GAPS for Beginners Series: Dairy

I briefly mentioned dairy in my post about modifying your diet for GAPS. I think it deserves a bit more attention, however, since dairy can be a confusing part of the GAPS protocol. Unlike grains and starches, whether or not you can eat dairy depends on how it’s been produced – specifically whether or not it’s been fermented. To complicate matters further, that fermentation process must be competed for a set amount of time, depending on the type of dairy product in question.


The reason that only some dairy products are allowed on GAPS is because of lactose content. Since lactose is a disaccharide it must be avoided on GAPS. Milk, of course, is full of lactose. When milk is fermented to make yogurt, kefir, or cheese, however, the fermentation process consumes the lactose. How much lactose is removed depends on the culture and length of fermentation. Unfortunately this means that you can’t just pick up any fermented dairy product in the store.

GAPS-Legal Dairy Products

The following types of dairy are allowed on the GAPS diet:

Homemade yogurt: Yogurt that is fermented for 24 hours no longer contains lactose. Since store-bought yogurt is usually fermented for much less than 24 hours, yogurt must be homemade to be suitable for GAPS. If you can tolerate it, yogurt is a wonderful probiotic food to include in your diet.

Homemade kefir: The kefir fermentation process also consumes the lactose in milk. Like yogurt, kefir must be homemade because store-bought kefir is not fermented long enough to remove all of the lactose.

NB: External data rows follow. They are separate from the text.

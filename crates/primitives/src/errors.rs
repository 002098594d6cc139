//! Errors during parsing/handling/conversion of primitives.

use thiserror::Error;

#[derive(Debug, Clone, Error)]
pub enum ParseError {
    /// A byte slice had the wrong length for the target buffer type.
    #[error("invalid length: expected {expected} bytes, got {got}")]
    InvalidLength { expected: usize, got: usize },

    /// A raw external transaction failed consensus decoding.
    #[error("malformed external transaction")]
    MalformedTx,
}

#[derive(Debug, Clone, Error)]
pub enum CryptoError {
    /// The compressed pubkey bytes do not describe a curve point.
    #[error("invalid pubkey encoding")]
    InvalidPubkey,

    /// The compact signature bytes could not be decoded.
    #[error("malformed signature encoding")]
    MalformedSignature,

    /// The signature did not verify against the pubkey and digest.
    #[error("signature verification failed")]
    BadSignature,
}
//! The closed set of bridge transaction kinds.

use arbitrary::Arbitrary;
use borsh::{BorshDeserialize, BorshSerialize};
use serde::{Deserialize, Serialize};

/// Type tag carried in every transaction envelope, used for handler dispatch
/// and for the `tx.type` response tag.
#[derive(
    Clone,
    Copy,
    Debug,
    Eq,
    PartialEq,
    Ord,
    PartialOrd,
    Hash,
    Arbitrary,
    BorshSerialize,
    BorshDeserialize,
    Serialize,
    Deserialize,
)]
pub enum TxType {
    /// Deposit external funds into custody; mints once finalized.
    Lock,

    /// Release custody back to the user; burns once finalized.
    Redeem,

    /// A validator's attestation that the custody transaction was observed.
    ReportFinality,

    /// Internal bookkeeping report that the signed custody transaction was
    /// broadcast to the external chain.
    BroadcastSuccess,
}

impl TxType {
    pub fn as_str(&self) -> &'static str {
        match self {
            TxType::Lock => "LOCK",
            TxType::Redeem => "REDEEM",
            TxType::ReportFinality => "REPORT_FINALITY",
            TxType::BroadcastSuccess => "BROADCAST_SUCCESS",
        }
    }
}

impl ::core::fmt::Display for TxType {
    fn fmt(&self, f: &mut ::core::fmt::Formatter<'_>) -> ::core::fmt::Result {
        f.write_str(self.as_str())
    }
}
//! Collaborator boundaries of the broadcast job.

use async_trait::async_trait;
use bitcoin::{opcodes::all::OP_PUSHBYTES_0, script::Builder, script::PushBytesBuf, ScriptBuf, Transaction};
use pegbridge_primitives::prelude::*;
use pegbridge_tracker_types::TrackerName;
use pegbridge_txs::RawTx;

use crate::errors::BroadcastError;

/// Per-chain driver for turning a pending custody transaction into an
/// on-chain broadcast.
#[async_trait]
pub trait ChainDriver: Send + Sync + 'static {
    /// Decodes a raw external transaction.
    fn decode_tx(&self, raw: &RawExternalTx) -> Result<Transaction, BroadcastError>;

    /// Attaches the assembled spending script to the pending transaction.
    fn attach_spend_script(
        &self,
        raw: &RawExternalTx,
        script: ScriptBuf,
    ) -> Result<Transaction, BroadcastError>;

    /// Pushes the finalized transaction to the external chain.
    async fn broadcast(&self, tx: &Transaction) -> Result<ExternalTxid, BroadcastError>;
}

/// Resolves the locking script guarding a tracker's custody output.
pub trait LockScriptProvider: Send + Sync + 'static {
    fn lock_script(&self, tracker: &TrackerName) -> Option<Vec<u8>>;
}

/// Re-injects a fully-formed internal transaction into the ledger pipeline.
#[async_trait]
pub trait InternalBroadcaster: Send + Sync + 'static {
    async fn submit(&self, tx: RawTx) -> Result<(), BroadcastError>;
}

/// Builds the spending script: the collected signatures in participant-index
/// order behind the leading multisig dummy, followed by the lock script.
pub fn assemble_spend_script(
    signatures: &[(u32, &[u8])],
    lock_script: &[u8],
) -> Result<ScriptBuf, BroadcastError> {
    let mut builder = Builder::new().push_opcode(OP_PUSHBYTES_0);
    for (idx, sig) in signatures {
        let push = PushBytesBuf::try_from(sig.to_vec())
            .map_err(|_| BroadcastError::Script(format!("signature {idx} exceeds push limit")))?;
        builder = builder.push_slice(push);
    }
    let lock_push = PushBytesBuf::try_from(lock_script.to_vec())
        .map_err(|_| BroadcastError::Script("lock script exceeds push limit".to_owned()))?;
    builder = builder.push_slice(lock_push);
    Ok(builder.into_script())
}

/// Reference [`ChainDriver`] codec half for the Bitcoin transaction model.
///
/// Decoding and script attachment are chain-format concerns implemented
/// directly against the external chain's consensus encoding; the broadcast
/// endpoint itself stays behind the trait.
pub fn decode_external_tx(raw: &RawExternalTx) -> Result<Transaction, BroadcastError> {
    raw.try_into()
        .map_err(|e: bitcoin::consensus::encode::Error| BroadcastError::Decode(e.to_string()))
}

/// Attaches the spending script to the first input of the pending
/// transaction.
pub fn attach_script_to_first_input(
    raw: &RawExternalTx,
    script: ScriptBuf,
) -> Result<Transaction, BroadcastError> {
    let mut tx = decode_external_tx(raw)?;
    let input = tx
        .input
        .first_mut()
        .ok_or_else(|| BroadcastError::Decode("pending transaction has no inputs".to_owned()))?;
    input.script_sig = script;
    Ok(tx)
}
//! Low level tracker store interface.

use pegbridge_tracker_types::{Tracker, TrackerName};

use crate::DbResult;

/// Keyed persistence for [`Tracker`]s.
///
/// Operations are NOT VALIDATED at this level; handlers enforce the tracker
/// invariants before writing.
pub trait TrackerDatabase: Send + Sync + 'static {
    /// Gets a tracker by name, if present.
    fn get_tracker(&self, name: &TrackerName) -> DbResult<Option<Tracker>>;

    /// Atomically replaces the stored tracker under its name.
    fn put_tracker(&self, tracker: Tracker) -> DbResult<()>;
}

Including kefir in your diet is another excellent way to consume plenty of probiotics.

Aged cheeses: Aging cheeses consumes lactose. All aged cheeses are GAPS-legal. We mostly stick to basic cheeses like cheddar and Parmesan here, but there are many other varieties to choose from.

Homemade sour cream: You can culture cream with a kefir or yogurt starter to make sour cream at home. Store-bought sour cream is not cultured long enough to remove all of the lactose.

Butter: Butter is the exception to the fermentation rule. The process of making butter from cream removes most of the lactose, so any type of pure butter is allowed on GAPS.

Ghee: Ghee is butter with the milk proteins removed, so it is also allowed on GAPS. You can buy ghee or make it yourself.

Dairy Products to Avoid:

On GAPS we need to avoid all unfermented dairy (with the exception of butter, of course.) So, no milk, fresh cheeses (like ricotta, mozzarella, feta, cream cheese, etc.) or fresh cream.

Introduction of Dairy

When I started GAPS about seventeen months ago, the official recommendation was to drop all dairy (except ghee) for six weeks and then slowly reintroduce beginning with yogurt. Since then the second edition of the GAPS book has been released so I am not sure what the new dairy recommendations are.

If you’re just experimenting with GAPS and have never had issues with dairy, I personally think it would be okay to try leaving in all GAPS-legal dairy. Jesse has not given up dairy and he has been seeing healing. (Since he doesn’t have any major health problems, I’m not sure he would’ve tried GAPS if it meant having to give up his beloved cheese. :))

If you have digestive problems, or have had issues with dairy in the past, it’s probably worth taking it out for a while and then slowly reintroducing to make sure your body is okay with the allowed types.

A Note on Dairy Quality

I believe the official GAPS recommendation is that all of your dairy products should be organic. If you can’t exclusively afford organic dairy, I personally think it’s still worth including in your diet, especially in regards to yogurt and kefir as they contain valuable probiotics.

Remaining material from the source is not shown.